St. Augustine has records before pilgrims landed


Diocese of St. Augustine archive hosts oldest American documents

St. Augustine, Fla.(CNA).- The oldest extant European documents written in U.S. continental territory are now hosted at the Archives of the Diocese of St. Augustine.

One of the earliest documents, dated Jan. 24, 1594, is a handwritten record by Fr. Diego Escobar de Sambrana. It describes the marriage of soldier Gabriel Hernandez to Catalina de Valdes in St. Augustine.

That marriage took place 13 years before the first successful English settlement was established at Jamestown, Virginia and 26 years before the Pilgrims landed at Plymouth Rock in Massachusetts.
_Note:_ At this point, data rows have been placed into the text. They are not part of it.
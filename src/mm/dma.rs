//! Device-visible memory
//!
//! The MAC addresses memory through 32-bit bus addresses written into
//! descriptors and ring base registers. Those are a different kind of value
//! from CPU pointers even when the platform maps them 1:1, so they get their
//! own type, [`DmaAddr`], and are only produced by translating through a
//! [`DmaRegion`].
//!
//! # Region Layout
//!
//! The caller hands the driver one DMA-capable window (its CPU pointer and
//! the matching bus address, usually from the board's memory map or the
//! device tree). The engine carves it, in order:
//!
//! ```text
//! TX descriptor ring   N_tx x 16 bytes, line aligned
//! RX descriptor ring   N_rx x 16 bytes, line aligned
//! TX bounce buffers    N_tx x 1536 bytes
//! RX buffers           N_rx x 1600 bytes
//! ```

use crate::drivers::net::netdev::NetError;
use crate::mm::cache::round_up;
use core::fmt;
use core::ptr::NonNull;

/// A 32-bit address as seen by the DMA engine.
///
/// Never dereferenced by the CPU.
#[derive(Copy, Clone, PartialEq, Eq, PartialOrd, Ord, Hash)]
#[repr(transparent)]
pub struct DmaAddr(u32);

impl DmaAddr {
    pub const fn new(raw: u32) -> Self {
        Self(raw)
    }

    /// Raw value for a descriptor field or base-address register.
    pub const fn as_u32(self) -> u32 {
        self.0
    }

    /// Address `bytes` past this one.
    pub const fn offset(self, bytes: u32) -> Self {
        Self(self.0.wrapping_add(bytes))
    }
}

impl fmt::Debug for DmaAddr {
    fn fmt(&self, f: &mut fmt::Formatter<'_>) -> fmt::Result {
        write!(f, "DmaAddr({:#010x})", self.0)
    }
}

/// A chunk of a [`DmaRegion`]: CPU pointer plus bus address.
#[derive(Debug, Clone, Copy)]
pub struct DmaBuf {
    virt: NonNull<u8>,
    bus: DmaAddr,
    len: usize,
}

// SAFETY: a DmaBuf only names memory inside a DmaRegion, which is Send.
unsafe impl Send for DmaBuf {}

impl DmaBuf {
    pub fn as_ptr(&self) -> *mut u8 {
        self.virt.as_ptr()
    }

    /// CPU virtual address, for cache maintenance.
    pub fn virt_addr(&self) -> usize {
        self.virt.as_ptr() as usize
    }

    pub fn bus_addr(&self) -> DmaAddr {
        self.bus
    }

    pub fn len(&self) -> usize {
        self.len
    }

    pub fn is_empty(&self) -> bool {
        self.len == 0
    }

    /// The `index`-th `stride`-byte slot of this buffer.
    pub fn slot(&self, index: usize, stride: usize) -> DmaBuf {
        let offset = index * stride;
        debug_assert!(offset + stride <= self.len);
        DmaBuf {
            // SAFETY: offset is inside the carved chunk (checked above in
            // debug builds, guaranteed by the carving arithmetic otherwise).
            virt: unsafe { NonNull::new_unchecked(self.virt.as_ptr().add(offset)) },
            bus: self.bus.offset(offset as u32),
            len: stride,
        }
    }
}

/// A DMA-capable memory window, carved front to back.
pub struct DmaRegion {
    virt: NonNull<u8>,
    bus: DmaAddr,
    len: usize,
    next: usize,
}

// SAFETY: the region is plain memory exclusively owned by whoever holds the
// DmaRegion (and later by the engine that carved it). Nothing in it is tied
// to the creating thread.
unsafe impl Send for DmaRegion {}

impl DmaRegion {
    /// Wrap a DMA-capable window.
    ///
    /// # Safety
    ///
    /// - `virt` must point to `len` bytes of memory that stays valid and
    ///   unaliased for as long as the region (or any engine built on it)
    ///   lives.
    /// - `bus` must be the address at which the MAC sees `virt`, and the
    ///   whole window must be reachable through 32-bit bus addresses.
    pub unsafe fn new(virt: *mut u8, bus: DmaAddr, len: usize) -> Result<Self, NetError> {
        let virt = NonNull::new(virt).ok_or(NetError::InvalidConfiguration)?;
        if (bus.as_u32() as u64) + (len as u64) > (u32::MAX as u64) + 1 {
            return Err(NetError::InvalidConfiguration);
        }

        Ok(Self {
            virt,
            bus,
            len,
            next: 0,
        })
    }

    /// Wrap a window that the MAC sees at its CPU address.
    ///
    /// # Safety
    ///
    /// Same as [`DmaRegion::new`]; additionally the platform must map DMA
    /// 1:1 onto CPU physical memory with the MMU off or identity mapped.
    pub unsafe fn identity(virt: *mut u8, len: usize) -> Result<Self, NetError> {
        let raw = u32::try_from(virt as usize).map_err(|_| NetError::InvalidConfiguration)?;
        // SAFETY: forwarded from the caller.
        unsafe { Self::new(virt, DmaAddr::new(raw), len) }
    }

    pub fn len(&self) -> usize {
        self.len
    }

    pub fn is_empty(&self) -> bool {
        self.len == 0
    }

    /// Bytes not yet carved.
    pub fn remaining(&self) -> usize {
        self.len - self.next
    }

    /// Carve `len` bytes aligned to `align` (a power of two).
    ///
    /// Alignment is applied to the CPU address; the bus address moves in
    /// lockstep so both stay aligned when the window base is.
    pub fn carve(&mut self, len: usize, align: usize) -> Result<DmaBuf, NetError> {
        let base = self.virt.as_ptr() as usize;
        let start = round_up(base + self.next, align) - base;
        let end = start.checked_add(len).ok_or(NetError::RegionTooSmall)?;
        if end > self.len {
            return Err(NetError::RegionTooSmall);
        }
        self.next = end;

        Ok(DmaBuf {
            // SAFETY: start < self.len, so the pointer stays in the window.
            virt: unsafe { NonNull::new_unchecked(self.virt.as_ptr().add(start)) },
            bus: self.bus.offset(start as u32),
            len,
        })
    }

    /// Translate a CPU address inside the window to its bus address.
    pub fn bus_addr_of(&self, virt: usize) -> Option<DmaAddr> {
        let base = self.virt.as_ptr() as usize;
        let offset = virt.checked_sub(base)?;
        (offset < self.len).then(|| self.bus.offset(offset as u32))
    }

    /// Translate a bus address inside the window to its CPU address.
    pub fn virt_addr_of(&self, bus: DmaAddr) -> Option<usize> {
        let offset = bus.as_u32().checked_sub(self.bus.as_u32())? as usize;
        (offset < self.len).then(|| self.virt.as_ptr() as usize + offset)
    }
}

impl fmt::Debug for DmaRegion {
    fn fmt(&self, f: &mut fmt::Formatter<'_>) -> fmt::Result {
        f.debug_struct("DmaRegion")
            .field("virt", &self.virt)
            .field("bus", &self.bus)
            .field("len", &self.len)
            .field("next", &self.next)
            .finish()
    }
}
The archives’ artifacts include materials of the Spanish Navy admiral Pedro Menendez de Aviles, who founded St. Augustine in 1565.

Bishop of St. Augustine Victor Galeone dedicated a new center for the Archives of the Diocese of St. Augustine on Sept. 22.

“These are the historical papers, in the original and on microfilm, that record the beginnings of our country’s first parish, St. Augustine, Fla. (in 1565), through an interregnum when Great Britain ruled Florida (in 1763-84), up to and following the creation of the Diocese of Saint Augustine (in 1870), and as far as the present day,” commented Dr. Michael Gannon, a professor emeritus of history at the University of Florida.

“It is a story that, in 2015, will be 450 years old,” he said,

Gannon recounted to the Associated Press his effort to collect the archives, which began in 1961. He found documents in several places: the closet of the cathedral rectory in St. Augustine, in the University of Notre Dame’s library attic, and in two large Victorian houses that were about to be demolished.

Dr. Timothy Matinova, a professor of theology at the University of Notre Dame, said that the collection is an important resource for American Catholic history.

"As Hispanic Catholics grow in number across the country, the legacy of colonial Catholicism becomes all the more important to research and remember,” he said.

Curators intend to digitize the archives so that they can be easily and safely used by researchers.